Atomic Haystack (1982-84)Imagery courtesy of The Noguchi Museum / ARS

A closer examination of the Japanese-American artist drawn to unconventional women and removing hierarchy from art

Meditative, Modernist, versatile. These are all ways in which the work of Japanese-American sculptor and artist Isamu Noguchi has been described. It’s obvious then to see why twin sisters Mary-Kate and Ashley Olsen aligned their latest collection for The Row with his serene creations. Now 12 years old, the duo’s brand is exemplary of luxurious minimalism and high design. As much is true of the clothes: floor-length enveloping cashmere, sculptural swathes of chiffon and silk, billowing cotton blouses, barely there flats that enable a soft, barefoot gate. Each is an epitome of its timelessness to the extent that these paradigm pieces reappear season upon season, year after year. But this same taste for design is evident further still in their stores, which are replete with mid-century modern masterpieces by Charles and Ray Eames, Charlotte Perriand, Lina Bo Bardi, Finn Juhl, Jean Prouvé, Poul Kjærholm, and Paul McCobb. The same can also be said of their Instagram account which boasts almost a million followers.
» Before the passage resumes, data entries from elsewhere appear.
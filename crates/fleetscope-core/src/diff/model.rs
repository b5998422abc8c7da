//! Snapshot diff output types.
//!
//! All types implement `Debug, Clone, Serialize, Deserialize, PartialEq`.
//! `SnapshotEntry` and `ChangeKind` derive `Ord`; their variant order is the
//! emission order of the diff and is part of the public contract.

use serde::{Deserialize, Serialize};

use crate::model::ClientSnapshot;

/// A diffable entry of the client snapshot.
///
/// Each variant identifies one comparable field group: either a scalar
/// attribute (possibly nested in an info block or a keyed sub-entity) or a
/// keyed sub-entity collection itself. The variant order defines the fixed
/// priority in which changes are emitted: identity, knowledge base, OS info,
/// agent info, users, network interfaces and addresses, volumes, memory,
/// labels.
#[derive(
    Debug, Clone, Copy, PartialEq, Eq, PartialOrd, Ord, Hash, Serialize, Deserialize,
)]
pub enum SnapshotEntry {
    // Identity
    ClientId,

    // Knowledge base
    Fqdn,
    Os,
    OsMajorVersion,
    OsMinorVersion,

    // OS info
    System,
    OsNode,
    OsRelease,
    OsVersion,
    Machine,
    Kernel,
    OsInstallDate,
    LibcVersion,
    Architecture,

    // Agent info
    AgentName,
    AgentVersion,
    AgentRevision,
    AgentBuildTime,
    AgentBinaryName,
    AgentDescription,

    // Users
    User,
    Username,
    UserLastLogon,
    UserFullName,
    UserHomeDirectory,
    UserUid,
    UserGid,
    UserShell,

    // Network interfaces and their addresses
    NetworkInterface,
    InterfaceName,
    MacAddress,
    NetworkAddress,
    AddressType,
    IpAddress,

    // Storage volumes
    Volume,
    VolumeName,
    VolumeDevicePath,
    VolumeFilesystemType,
    VolumeTotalSize,
    VolumeBytesPerSector,
    VolumeFreeSpace,
    VolumeCreationTime,

    // Memory
    MemorySize,

    // Labels
    Label,
    LabelOwner,
    LabelName,
}

impl SnapshotEntry {
    /// Human-readable noun for this entry, as rendered in changelog lines.
    pub fn label(&self) -> &'static str {
        match self {
            SnapshotEntry::ClientId => "Client ID",
            SnapshotEntry::Fqdn => "FQDN",
            SnapshotEntry::Os => "OS",
            SnapshotEntry::OsMajorVersion => "OS major version",
            SnapshotEntry::OsMinorVersion => "OS minor version",
            SnapshotEntry::System => "System type",
            SnapshotEntry::OsNode => "OS node name",
            SnapshotEntry::OsRelease => "OS release",
            SnapshotEntry::OsVersion => "OS version",
            SnapshotEntry::Machine => "Machine type",
            SnapshotEntry::Kernel => "Kernel version",
            SnapshotEntry::OsInstallDate => "OS install date",
            SnapshotEntry::LibcVersion => "Libc version",
            SnapshotEntry::Architecture => "Architecture",
            SnapshotEntry::AgentName => "Agent name",
            SnapshotEntry::AgentVersion => "Agent version",
            SnapshotEntry::AgentRevision => "Agent revision",
            SnapshotEntry::AgentBuildTime => "Agent build time",
            SnapshotEntry::AgentBinaryName => "Agent binary name",
            SnapshotEntry::AgentDescription => "Agent description",
            SnapshotEntry::User => "User",
            SnapshotEntry::Username => "Username",
            SnapshotEntry::UserLastLogon => "User last logon",
            SnapshotEntry::UserFullName => "User full name",
            SnapshotEntry::UserHomeDirectory => "User home directory",
            SnapshotEntry::UserUid => "User UID",
            SnapshotEntry::UserGid => "User GID",
            SnapshotEntry::UserShell => "User shell",
            SnapshotEntry::NetworkInterface => "Network interface",
            SnapshotEntry::InterfaceName => "Interface name",
            SnapshotEntry::MacAddress => "MAC address",
            SnapshotEntry::NetworkAddress => "Network address",
            SnapshotEntry::AddressType => "Address type",
            SnapshotEntry::IpAddress => "IP address",
            SnapshotEntry::Volume => "Volume",
            SnapshotEntry::VolumeName => "Volume name",
            SnapshotEntry::VolumeDevicePath => "Volume device path",
            SnapshotEntry::VolumeFilesystemType => "Volume filesystem type",
            SnapshotEntry::VolumeTotalSize => "Volume size",
            SnapshotEntry::VolumeBytesPerSector => "Volume bytes per sector",
            SnapshotEntry::VolumeFreeSpace => "Volume free space",
            SnapshotEntry::VolumeCreationTime => "Volume creation time",
            SnapshotEntry::MemorySize => "Memory size",
            SnapshotEntry::Label => "Label",
            SnapshotEntry::LabelOwner => "Label owner",
            SnapshotEntry::LabelName => "Label name",
        }
    }
}

/// Kind of a detected change.
///
/// The variant order (Added, Removed, Updated) is the tie-break order for
/// changes of the same entry.
#[derive(
    Debug, Clone, Copy, PartialEq, Eq, PartialOrd, Ord, Hash, Serialize, Deserialize,
)]
pub enum ChangeKind {
    Added,
    Removed,
    Updated,
}

impl ChangeKind {
    /// Verb rendered in changelog lines. Removals render as "deleted".
    pub fn verb(&self) -> &'static str {
        match self {
            ChangeKind::Added => "added",
            ChangeKind::Removed => "deleted",
            ChangeKind::Updated => "updated",
        }
    }
}

/// One detected difference between two snapshots.
///
/// `count` is the number of occurrences of this exact (entry, kind) pair
/// within one pairwise diff: three users gaining a full name in one step
/// yield a single `ElementaryChange` with count 3.
#[derive(Debug, Clone, PartialEq, Eq, Serialize, Deserialize)]
pub struct ElementaryChange {
    pub entry: SnapshotEntry,
    pub kind: ChangeKind,
    pub count: usize,
}

/// A retained snapshot paired with its rendered changelog entries.
///
/// Produced fresh per pipeline invocation and never mutated. The oldest
/// retained snapshot always carries the literal `["Client created"]`; every
/// other entry's `changes` list is non-empty.
#[derive(Debug, Clone, PartialEq, Serialize, Deserialize)]
pub struct ClientVersion {
    pub client: ClientSnapshot,
    pub changes: Vec<String>,
}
Having collaborated with world-renowned furniture dealer John Birch (founder of design mecca Wyeth) for their previous presentation, this season saw them segue into the art world proper, showing on a catwalk stippled with Noguchi’s striking sculptures as arranged by The Noguchi Museum’s senior curator Dakin Hart. The designers’ connection to his work was manifold as an introduction to a miniature printed catalogue of the works, penned by Hart, outlined: Noguchi, Hart writes, “collaborated with, befriended, loved, and relied on some of the most brilliant nonconformist women of the 20th century. Martha Graham, Berenice Abbott, Marion Greenwood, Florence Knoll, Elizabeth Hawes, Frida Kahlo, Jeanne Reynal, Clare Boothe Luce, Marie Harriman, Dorothy Miller, and Ginger Rogers, to name a few.” Any The Row customer, with her intellectual approach to dressing, would no doubt feel they were in good company among these women.

Integral too were Noguchi’s forays with fashion. From the 1930s, he designed costumes for theatre, layouts and artwork for Harper’s Bazaar, and crafted numerous dresses. One such dress helped transform choreographer Ruth Page into a resemblance of his angel-shaped sculpture Miss Expanding Universe; others were tight-fitting kimonos for his wife, the movie star/politician/political commentator Yoshiko ‘Shirley’ Yamaguchi.

As well as clothing, Noguchi created numerous pieces of iconic furniture design. His orb-like paper Akari lamps, still widely popular today, combined Japanese traditional craft with a mid-century Western aesthetic. The Noguchi table, made in 1947, is a collectable: its free-form sculptural rosewood base echoing the spacey but organic curves of his artworks. Either piece would look perfectly at home in a The Row store – which is precisely the point of this collaboration. As Hart notes, Noguchi’s works “push sculpture into space, motion, interaction, and daily life,” they work as explorations of his non-hierarchical view of the creative disciplines. And watching this new collection in all its aqueous beauty, flowing between these sculptures – almost transmogrifying into sculptures themselves – the hierarchy between creative disciplines disappears. Art melds into fashion, and melds into daily life.”